2024/04/2400:12:33 technology 1886

Editor: David Joey As I wish

[ New Wisdom Introduction] LeCun published a new 60-page long article, which does not talk about AGI, but talks about "autonomous machine intelligence". Twitter also did not forget to call out his old enemy Gary Marcus to come and talk to him. Wire.

Recently, since Google researchers proposed the "awakening of consciousness" of the large language model LaMDA and was hidden by Google, there has been no discussion in the industry about the topic of "autonomous AI".

If AI really has its own consciousness, the debate about whether AGI can be realized and how to lead to AGI will almost be settled.

In this discussion, a pair of old enemies who have been in love and killed each other for many years in the AI ​​​​world are naturally indispensable: Yann LeCun, one of the Turing Award winners, and Gary Marcus, the "King of Confronters" in the AI ​​​​world.

[Introduction to New Wisdom] LeCun published a new 60-page article, which does not talk about AGI, but talks about

Gary Marcus himself has always been skeptical of deep learning. He claimed that deep learning cannot make further progress because of the difficulty of neural network in handling symbolic operations.

The mainstream AI academic community, represented by LeCun, believes that deep learning is already performing symbolic reasoning and will continue to improve.

The two have been "firing" on this issue for a long time. Recently, Marcus just wrote an article about "deep learning hitting the wall", and LeCun issued a rebuttal, meaning "Don't use temporary setbacks as hitting the wall, it's not that There are many walls to hit.”

LeCun’s 60-page long article explains “autonomous machine intelligence” thoroughly.

Perhaps because he felt that the article not long ago did not explain it thoroughly and satisfactorily, LeCun published another 60-page long article yesterday, titled “Towards the Road” "The Road to Autonomous Machine Intelligence", the system talks about "how machines can learn like animals and humans".

[Introduction to New Wisdom] LeCun published a new 60-page article, which does not talk about AGI, but talks about

LeCun said that this article is not only his thoughts on the general direction of AI development in the next 5-10 years, but also what he plans to research in the next few years, and hopes to inspire more people in the AI ​​industry to study together.
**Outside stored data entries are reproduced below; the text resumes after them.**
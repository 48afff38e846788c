//! Render gating and post-transition navigation
//!
//! [`ViewGate`] checks `mounted` before it looks at the session. Until the
//! environment is mounted nothing is rendered, whatever the session says,
//! so an undetermined session never triggers a redirect.

use closepulse_core::config::RouteConfig;
use closepulse_core::{SessionSnapshot, SessionState};
use std::time::Duration;
use tracing::debug;

/// What the dashboard surface should do
#[derive(Debug, Clone, PartialEq, Eq)]
pub enum GateDecision {
    /// Render nothing
    Blank,
    /// Show a loading indicator
    Loading,
    /// Navigate to the route and render nothing further
    Redirect(String),
    /// Render the dashboard
    Dashboard,
}

impl GateDecision {
    /// Whether the dashboard is rendered
    pub const fn renders_dashboard(&self) -> bool {
        matches!(self, Self::Dashboard)
    }
}

/// Decides whether the dashboard renders, redirects or waits
#[derive(Debug, Clone)]
pub struct ViewGate {
    mounted: bool,
    entry_route: String,
}

impl ViewGate {
    /// Unmounted gate redirecting anonymous users to `entry_route`
    pub fn new(entry_route: impl Into<String>) -> Self {
        Self {
            mounted: false,
            entry_route: entry_route.into(),
        }
    }

    /// Gate using the configured entry route
    pub fn from_routes(routes: &RouteConfig) -> Self {
        Self::new(routes.entry.clone())
    }

    /// Signal that the rendering environment is ready
    pub fn mount(&mut self) {
        self.mounted = true;
    }

    /// Whether [`ViewGate::mount`] has been called
    pub const fn is_mounted(&self) -> bool {
        self.mounted
    }

    /// Decision for the current session
    pub fn decide(&self, snapshot: &SessionSnapshot) -> GateDecision {
        let decision = if !self.mounted {
            GateDecision::Blank
        } else {
            match snapshot.state {
                SessionState::Unknown | SessionState::Loading => GateDecision::Loading,
                SessionState::Anonymous => GateDecision::Redirect(self.entry_route.clone()),
                SessionState::Authenticated if snapshot.session.is_some() => {
                    GateDecision::Dashboard
                }
                // Authenticated without identity cannot be published; treat as undetermined
                SessionState::Authenticated => GateDecision::Loading,
            }
        };
        debug!(mounted = self.mounted, state = %snapshot.state, ?decision, "Gate decision");
        decision
    }
}

/// Navigation collaborator driven by the surrounding UI
pub trait Navigator: Send + Sync {
    /// Move to `route`
    fn navigate(&self, route: &str);
}

/// Where to go after a session transition, and how long to wait first
#[derive(Debug, Clone, PartialEq, Eq)]
pub struct NavigationPlan {
    /// Target route
    pub route: String,
    /// Pause before navigating
    pub delay: Duration,
}

impl NavigationPlan {
    /// Plan for a transition from `previous` to `next`
    ///
    /// A login lands on the dashboard after the configured redirect delay and
    /// a logout returns to the entry route at once. Restore completion yields
    /// no plan; the gate handles it.
    pub fn after_transition(
        previous: SessionState,
        next: SessionState,
        routes: &RouteConfig,
    ) -> Option<Self> {
        match (previous, next) {
            (SessionState::Unknown | SessionState::Anonymous, SessionState::Authenticated) => {
                Some(Self {
                    route: routes.dashboard.clone(),
                    delay: Duration::from_millis(routes.redirect_delay_ms),
                })
            }
            (SessionState::Authenticated, SessionState::Anonymous) => Some(Self {
                route: routes.entry.clone(),
                delay: Duration::ZERO,
            }),
            _ => None,
        }
    }

    /// Wait out the delay, then navigate
    pub async fn follow(&self, navigator: &dyn Navigator) {
        if !self.delay.is_zero() {
            tokio::time::sleep(self.delay).await;
        }
        navigator.navigate(&self.route);
    }
}

#[cfg(test)]
#[allow(clippy::unwrap_used)]
mod tests {
    use super::*;
    use closepulse_core::Session;
    use pretty_assertions::assert_eq;
    use rstest::rstest;

    fn snapshot(state: SessionState) -> SessionSnapshot {
        let session = (state == SessionState::Authenticated).then(|| Session {
            id: "user-1".to_string(),
            email: "demo@closepulse.com".to_string(),
            name: "Demo User".to_string(),
        });
        SessionSnapshot { session, state }
    }

    #[rstest]
    #[case(SessionState::Unknown)]
    #[case(SessionState::Loading)]
    #[case(SessionState::Anonymous)]
    #[case(SessionState::Authenticated)]
    fn test_unmounted_renders_nothing(#[case] state: SessionState) {
        let gate = ViewGate::new("/");
        assert_eq!(gate.decide(&snapshot(state)), GateDecision::Blank);
    }

    #[rstest]
    #[case(SessionState::Unknown, GateDecision::Loading)]
    #[case(SessionState::Loading, GateDecision::Loading)]
    #[case(SessionState::Anonymous, GateDecision::Redirect("/".to_string()))]
    #[case(SessionState::Authenticated, GateDecision::Dashboard)]
    fn test_mounted_decisions(#[case] state: SessionState, #[case] expected: GateDecision) {
        let mut gate = ViewGate::from_routes(&RouteConfig::default());
        gate.mount();
        assert!(gate.is_mounted());
        assert_eq!(gate.decide(&snapshot(state)), expected);
    }

    #[test]
    fn test_authenticated_without_identity_does_not_render() {
        let mut gate = ViewGate::new("/");
        gate.mount();
        let hollow = SessionSnapshot {
            session: None,
            state: SessionState::Authenticated,
        };
        assert!(!gate.decide(&hollow).renders_dashboard());
    }

    #[rstest]
    #[case(SessionState::Anonymous, SessionState::Authenticated, Some(("/dashboard", 1500)))]
    #[case(SessionState::Unknown, SessionState::Authenticated, Some(("/dashboard", 1500)))]
    #[case(SessionState::Authenticated, SessionState::Anonymous, Some(("/", 0)))]
    #[case(SessionState::Loading, SessionState::Authenticated, None)]
    #[case(SessionState::Loading, SessionState::Anonymous, None)]
    #[case(SessionState::Anonymous, SessionState::Anonymous, None)]
    #[case(SessionState::Unknown, SessionState::Loading, None)]
    fn test_navigation_plan(
        #[case] previous: SessionState,
        #[case] next: SessionState,
        #[case] expected: Option<(&str, u64)>,
    ) {
        let plan = NavigationPlan::after_transition(previous, next, &RouteConfig::default());
        let expected = expected.map(|(route, ms)| NavigationPlan {
            route: route.to_string(),
            delay: Duration::from_millis(ms),
        });
        assert_eq!(plan, expected);
    }

    #[derive(Default)]
    struct Recorder(parking_lot::Mutex<Vec<String>>);

    impl Navigator for Recorder {
        fn navigate(&self, route: &str) {
            self.0.lock().push(route.to_string());
        }
    }

    #[tokio::test(start_paused = true)]
    async fn test_follow_waits_then_navigates() {
        let recorder = Recorder::default();
        let plan = NavigationPlan {
            route: "/dashboard".to_string(),
            delay: Duration::from_millis(1500),
        };
        let started = tokio::time::Instant::now();

        plan.follow(&recorder).await;

        assert!(started.elapsed() >= Duration::from_millis(1500));
        assert_eq!(*recorder.0.lock(), vec!["/dashboard".to_string()]);
    }
}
[Introduction to New Wisdom] LeCun published a new 60-page article, which does not talk about AGI, but talks about

At the same time, LeCun did not forget to remind his old friend Gary Marcus that this article was posted on OpenReview. Comments are open. If you want to fight, come and fight.
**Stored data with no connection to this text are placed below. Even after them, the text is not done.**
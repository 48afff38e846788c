//! Core data types for ClosePulse

use chrono::NaiveDate;
use serde::{Deserialize, Serialize};
use validator::Validate;

/// The authenticated identity of the current user
#[derive(Debug, Clone, PartialEq, Eq, Serialize, Deserialize, Validate)]
pub struct Session {
    /// Stable user identifier
    #[validate(length(min = 1))]
    pub id: String,

    /// Login email
    #[validate(length(min = 1))]
    pub email: String,

    /// Display name
    pub name: String,
}

/// Lifecycle state of the session
#[derive(Debug, Clone, Copy, PartialEq, Eq, Hash, Serialize, Deserialize, Default)]
#[serde(rename_all = "snake_case")]
pub enum SessionState {
    /// Nothing has been determined yet
    #[default]
    Unknown,
    /// Persisted state is being read
    Loading,
    /// A session is established
    Authenticated,
    /// Determined to have no session
    Anonymous,
}

impl SessionState {
    /// Whether restore has finished, one way or the other
    pub const fn is_settled(self) -> bool {
        matches!(self, Self::Authenticated | Self::Anonymous)
    }
}

impl std::fmt::Display for SessionState {
    fn fmt(&self, f: &mut std::fmt::Formatter<'_>) -> std::fmt::Result {
        match self {
            Self::Unknown => write!(f, "unknown"),
            Self::Loading => write!(f, "loading"),
            Self::Authenticated => write!(f, "authenticated"),
            Self::Anonymous => write!(f, "anonymous"),
        }
    }
}

/// What readers see of the session: the identity plus its state.
///
/// `session` is `Some` exactly when `state` is [`SessionState::Authenticated`].
#[derive(Debug, Clone, PartialEq, Eq, Serialize, Deserialize, Default)]
pub struct SessionSnapshot {
    /// Current identity, if any
    pub session: Option<Session>,
    /// Current lifecycle state
    pub state: SessionState,
}

impl SessionSnapshot {
    /// Snapshot for an established session
    pub const fn authenticated(session: Session) -> Self {
        Self {
            session: Some(session),
            state: SessionState::Authenticated,
        }
    }

    /// Snapshot with no session
    pub const fn anonymous() -> Self {
        Self {
            session: None,
            state: SessionState::Anonymous,
        }
    }
}

/// Result descriptor returned by user-facing operations
#[derive(Debug, Clone, PartialEq, Eq, Serialize, Deserialize)]
pub struct ActionOutcome {
    /// Whether the operation succeeded
    pub success: bool,
    /// Message to display
    pub message: String,
}

impl ActionOutcome {
    /// Successful outcome
    pub fn succeeded(message: impl Into<String>) -> Self {
        Self {
            success: true,
            message: message.into(),
        }
    }

    /// Failed outcome
    pub fn failed(message: impl Into<String>) -> Self {
        Self {
            success: false,
            message: message.into(),
        }
    }
}

/// Call identifier, unique within a dataset and never reused
#[derive(Debug, Clone, Copy, PartialEq, Eq, Hash, PartialOrd, Ord, Serialize, Deserialize)]
#[serde(transparent)]
pub struct CallId(pub u32);

impl std::fmt::Display for CallId {
    fn fmt(&self, f: &mut std::fmt::Formatter<'_>) -> std::fmt::Result {
        write!(f, "{}", self.0)
    }
}

impl std::str::FromStr for CallId {
    type Err = std::num::ParseIntError;

    fn from_str(s: &str) -> Result<Self, Self::Err> {
        s.trim().parse().map(Self)
    }
}

/// Overall customer sentiment of a call
#[derive(Debug, Clone, Copy, PartialEq, Eq, Hash, Serialize, Deserialize)]
pub enum Sentiment {
    /// Favorable reaction
    Positive,
    /// Mixed reaction
    Neutral,
    /// Concerns or dissatisfaction
    Negative,
}

impl Sentiment {
    /// All variants in display order
    pub const ALL: [Self; 3] = [Self::Positive, Self::Neutral, Self::Negative];

    /// What the sentiment indicates about the customer
    pub const fn indication(self) -> &'static str {
        match self {
            Self::Positive => "a favorable customer reaction",
            Self::Negative => "potential concerns or dissatisfaction",
            Self::Neutral => "a balanced discussion with mixed reactions",
        }
    }

    /// Sentence shown in the analysis tab
    pub fn summary(self) -> String {
        format!(
            "This call had an overall {} sentiment, indicating {}.",
            self.to_string().to_lowercase(),
            self.indication()
        )
    }
}

impl std::fmt::Display for Sentiment {
    fn fmt(&self, f: &mut std::fmt::Formatter<'_>) -> std::fmt::Result {
        match self {
            Self::Positive => write!(f, "Positive"),
            Self::Neutral => write!(f, "Neutral"),
            Self::Negative => write!(f, "Negative"),
        }
    }
}

/// Deal outcome of a call
#[derive(Debug, Clone, Copy, PartialEq, Eq, Hash, Serialize, Deserialize)]
pub enum Outcome {
    /// Deal closed
    Won,
    /// Deal lost
    Lost,
    /// Decision outstanding
    Pending,
}

impl Outcome {
    /// All variants in display order
    pub const ALL: [Self; 3] = [Self::Won, Self::Lost, Self::Pending];
}

impl std::fmt::Display for Outcome {
    fn fmt(&self, f: &mut std::fmt::Formatter<'_>) -> std::fmt::Result {
        match self {
            Self::Won => write!(f, "Won"),
            Self::Lost => write!(f, "Lost"),
            Self::Pending => write!(f, "Pending"),
        }
    }
}

/// One recorded sales call with its analysis
#[derive(Debug, Clone, PartialEq, Eq, Serialize, Deserialize, Validate)]
pub struct CallRecord {
    /// Unique, stable identifier
    pub id: CallId,

    /// Day the call took place
    pub date: NaiveDate,

    /// Time of day as displayed, e.g. "10:30 AM"
    pub time: String,

    /// Duration as displayed, e.g. "32:45"
    pub duration_label: String,

    /// Customer organisation
    #[validate(length(min = 1, max = 255))]
    pub customer: String,

    /// Sales agent
    #[validate(length(min = 1, max = 255))]
    pub agent: String,

    /// Overall sentiment
    pub sentiment: Sentiment,

    /// Deal outcome
    pub outcome: Outcome,

    /// Topics discussed, in order
    #[serde(default)]
    pub topics: Vec<String>,

    /// Full transcript
    #[serde(default)]
    pub transcript: String,

    /// What went well
    #[serde(default)]
    pub strengths: Vec<String>,

    /// Areas for improvement
    #[serde(default)]
    pub weaknesses: Vec<String>,

    /// Explanation of the outcome
    #[serde(default)]
    pub why: String,
}

/// Bar colour band for a percentage
#[derive(Debug, Clone, Copy, PartialEq, Eq, Hash, Serialize, Deserialize)]
#[serde(rename_all = "snake_case")]
pub enum ProgressTone {
    /// 80% and above
    Strong,
    /// 51% to 79%
    Moderate,
    /// 50% and below
    Weak,
}

impl ProgressTone {
    /// Classify a percentage
    pub const fn for_percentage(percentage: u8) -> Self {
        if percentage >= 80 {
            Self::Strong
        } else if percentage >= 51 {
            Self::Moderate
        } else {
            Self::Weak
        }
    }
}

/// One statistic inside a pattern group
#[derive(Debug, Clone, PartialEq, Eq, Serialize, Deserialize, Validate)]
pub struct PatternItem {
    /// Statement shown next to the bar
    #[validate(length(min = 1))]
    pub text: String,

    /// Share in percent, 0 to 100
    #[validate(range(max = 100))]
    pub percentage: u8,
}

impl PatternItem {
    /// Create an item, clamping the percentage into range
    pub fn new(text: impl Into<String>, percentage: u8) -> Self {
        Self {
            text: text.into(),
            percentage: percentage.min(100),
        }
    }

    /// Colour band of this item
    pub const fn tone(&self) -> ProgressTone {
        ProgressTone::for_percentage(self.percentage)
    }
}

/// A named cluster of aggregate statistics
#[derive(Debug, Clone, PartialEq, Eq, Serialize, Deserialize, Validate)]
pub struct PatternGroup {
    /// Group identifier
    pub id: u32,

    /// Heading
    #[validate(length(min = 1))]
    pub title: String,

    /// One-line description
    pub description: String,

    /// Statistics ordered by descending importance
    #[validate(nested)]
    pub items: Vec<PatternItem>,
}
[Introduction to New Wisdom] LeCun published a new 60-page article, which does not talk about AGI, but talks about

LeCun believes that today’s artificial intelligence research must solve three main challenges:

  • How can machines learn to express the world, learn to predict and learn to take action through observation?
  • How do machines reason and plan in a gradient-based learning compatible way?
  • How do machines learn to represent perceptions and action plans in a hierarchical manner, with multiple levels of abstraction and multiple time scales?

[Introduction to New Wisdom] LeCun published a new 60-page article, which does not talk about AGI, but talks about

Paper address: https://openreview.net/forum?id=BZ5a1r-kVsf

This article mainly solves the problem of "how can machines learn to reason and plan". To this end, the article proposes an architecture and training paradigm to Build autonomous agents.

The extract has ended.